例えば、src/pkg/runtime/sys_freebsd_arm.sのruntime·thr_start関数では、以下の変更が行われています。
変更前:
MOVW R0, R9 // m
// ...
MOVW m_g0(R9), R10
変更後:
MOVW R0, m
// ...
MOVW m_g0(m), g
これにより、コードの意図が「R0の値をR9に移動する」から「R0の値をm(マシンポインタ)に移動する」へと明確になります。同様に、m_g0(m)は「mが指す構造体のg0フィールドからg(ゴルーチンポインタ)を取得する」という意味になります。
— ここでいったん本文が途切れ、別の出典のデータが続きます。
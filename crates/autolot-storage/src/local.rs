use crate::traits::{Storage, StorageError, StorageResult};
use crate::StorageBackend;
use async_trait::async_trait;
use std::path::{Path, PathBuf};
use tokio::fs;
use tokio::io::AsyncWriteExt;

/// Local filesystem storage implementation
#[derive(Clone)]
pub struct LocalStorage {
    base_path: PathBuf,
    base_url: String,
}

impl LocalStorage {
    /// Create a new LocalStorage instance
    ///
    /// # Arguments
    /// * `base_path` - Root directory for file storage (e.g., "/var/lib/autolot/images")
    /// * `base_url` - Base URL for serving files (e.g., "http://localhost:4000/car-images")
    pub async fn new(base_path: impl Into<PathBuf>, base_url: String) -> StorageResult<Self> {
        let base_path = base_path.into();

        fs::create_dir_all(&base_path).await.map_err(|e| {
            StorageError::ConfigError(format!(
                "Failed to create storage directory {}: {}",
                base_path.display(),
                e
            ))
        })?;

        Ok(LocalStorage {
            base_path,
            base_url,
        })
    }

    /// Convert storage key to filesystem path with security validation
    ///
    /// This function validates that the storage key doesn't contain path traversal
    /// sequences that could escape the base storage directory.
    fn key_to_path(&self, storage_key: &str) -> StorageResult<PathBuf> {
        if storage_key.contains("..") || storage_key.starts_with('/') {
            return Err(StorageError::InvalidKey(
                "Storage key contains invalid characters".to_string(),
            ));
        }

        let path = self.base_path.join(storage_key);

        let base_canonical = self.base_path.canonicalize().map_err(|e| {
            StorageError::ConfigError(format!("Failed to canonicalize base path: {}", e))
        })?;

        if let Ok(canonical) = path.canonicalize() {
            if canonical.strip_prefix(&base_canonical).is_err() {
                return Err(StorageError::InvalidKey(
                    "Storage key resolves outside storage directory".to_string(),
                ));
            }
        }

        Ok(path)
    }

    /// Generate public URL for file
    fn generate_url(&self, key: &str) -> String {
        format!("{}/{}", self.base_url.trim_end_matches('/'), key)
    }

    /// Ensure parent directory exists
    async fn ensure_parent_dir(&self, path: &Path) -> StorageResult<()> {
        if let Some(parent) = path.parent() {
            fs::create_dir_all(parent).await?;
        }
        Ok(())
    }
}

#[async_trait]
impl Storage for LocalStorage {
    async fn upload(
        &self,
        storage_key: &str,
        data: Vec<u8>,
        _content_type: &str,
    ) -> StorageResult<String> {
        let path = self.key_to_path(storage_key)?;
        let size = data.len();

        self.ensure_parent_dir(&path).await?;

        let start = std::time::Instant::now();

        let mut file = fs::File::create(&path).await.map_err(|e| {
            StorageError::UploadFailed(format!("Failed to create file {}: {}", path.display(), e))
        })?;

        file.write_all(&data).await.map_err(|e| {
            StorageError::UploadFailed(format!("Failed to write file {}: {}", path.display(), e))
        })?;

        file.sync_all().await.map_err(|e| {
            StorageError::UploadFailed(format!("Failed to sync file {}: {}", path.display(), e))
        })?;

        let url = self.generate_url(storage_key);

        tracing::info!(
            path = %path.display(),
            key = %storage_key,
            size_bytes = size,
            duration_ms = start.elapsed().as_secs_f64() * 1000.0,
            "Local storage upload successful"
        );

        Ok(url)
    }

    async fn delete(&self, storage_key: &str) -> StorageResult<()> {
        let path = self.key_to_path(storage_key)?;
        let start = std::time::Instant::now();

        if !tokio::fs::try_exists(&path).await.unwrap_or(false) {
            return Ok(());
        }

        fs::remove_file(&path).await.map_err(|e| {
            StorageError::DeleteFailed(format!("Failed to delete file {}: {}", path.display(), e))
        })?;

        tracing::info!(
            path = %path.display(),
            key = %storage_key,
            duration_ms = start.elapsed().as_secs_f64() * 1000.0,
            "Local storage delete successful"
        );

        Ok(())
    }

    async fn exists(&self, storage_key: &str) -> StorageResult<bool> {
        let path = self.key_to_path(storage_key)?;
        Ok(tokio::fs::try_exists(&path).await.unwrap_or(false))
    }

    fn backend_type(&self) -> StorageBackend {
        StorageBackend::Local
    }
}

#[cfg(all(test, feature = "storage-local"))]
mod tests {
    use super::*;
    use tempfile::tempdir;

    #[tokio::test]
    async fn test_local_storage_upload_returns_public_url() {
        let dir = tempdir().unwrap();
        let storage = LocalStorage::new(dir.path(), "http://localhost:4000/car-images".to_string())
            .await
            .unwrap();

        let data = b"fake image data".to_vec();
        let url = storage
            .upload("temp/1700000000-ab12cd3.webp", data.clone(), "image/webp")
            .await
            .unwrap();

        assert_eq!(
            url,
            "http://localhost:4000/car-images/temp/1700000000-ab12cd3.webp"
        );

        let written = fs::read(dir.path().join("temp/1700000000-ab12cd3.webp"))
            .await
            .unwrap();
        assert_eq!(data, written);
    }

    #[tokio::test]
    async fn test_path_traversal_rejected() {
        let dir = tempdir().unwrap();
        let storage = LocalStorage::new(dir.path(), "http://localhost:4000/car-images".to_string())
            .await
            .unwrap();

        let result = storage.delete("../etc/passwd").await;
        assert!(matches!(result, Err(StorageError::InvalidKey(_))));

        let result = storage.exists("/etc/passwd").await;
        assert!(matches!(result, Err(StorageError::InvalidKey(_))));

        let result = storage
            .upload("../../escape.webp", b"data".to_vec(), "image/webp")
            .await;
        assert!(matches!(result, Err(StorageError::InvalidKey(_))));
    }

    #[tokio::test]
    async fn test_local_storage_delete_nonexistent_is_ok() {
        let dir = tempdir().unwrap();
        let storage = LocalStorage::new(dir.path(), "http://localhost:4000/car-images".to_string())
            .await
            .unwrap();

        let result = storage.delete("temp/nonexistent.webp").await;
        assert!(result.is_ok());
    }

    #[tokio::test]
    async fn test_local_storage_exists() {
        let dir = tempdir().unwrap();
        let storage = LocalStorage::new(dir.path(), "http://localhost:4000/car-images".to_string())
            .await
            .unwrap();

        storage
            .upload("temp/present.webp", b"data".to_vec(), "image/webp")
            .await
            .unwrap();

        assert!(storage.exists("temp/present.webp").await.unwrap());
        assert!(!storage.exists("temp/absent.webp").await.unwrap());
    }
}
これは、Goランタイムの内部構造とアセンブリコードの間のマッピングをより直接的に表現し、コードの理解を深めます。
2. クラッシュ時のレジスタ保護
コミットメッセージの「also don't clobber R9 if it is about to crash.」は、システムコールが失敗した場合など、エラーパスでR9レジスタが上書きされるのを防ぐための変更です。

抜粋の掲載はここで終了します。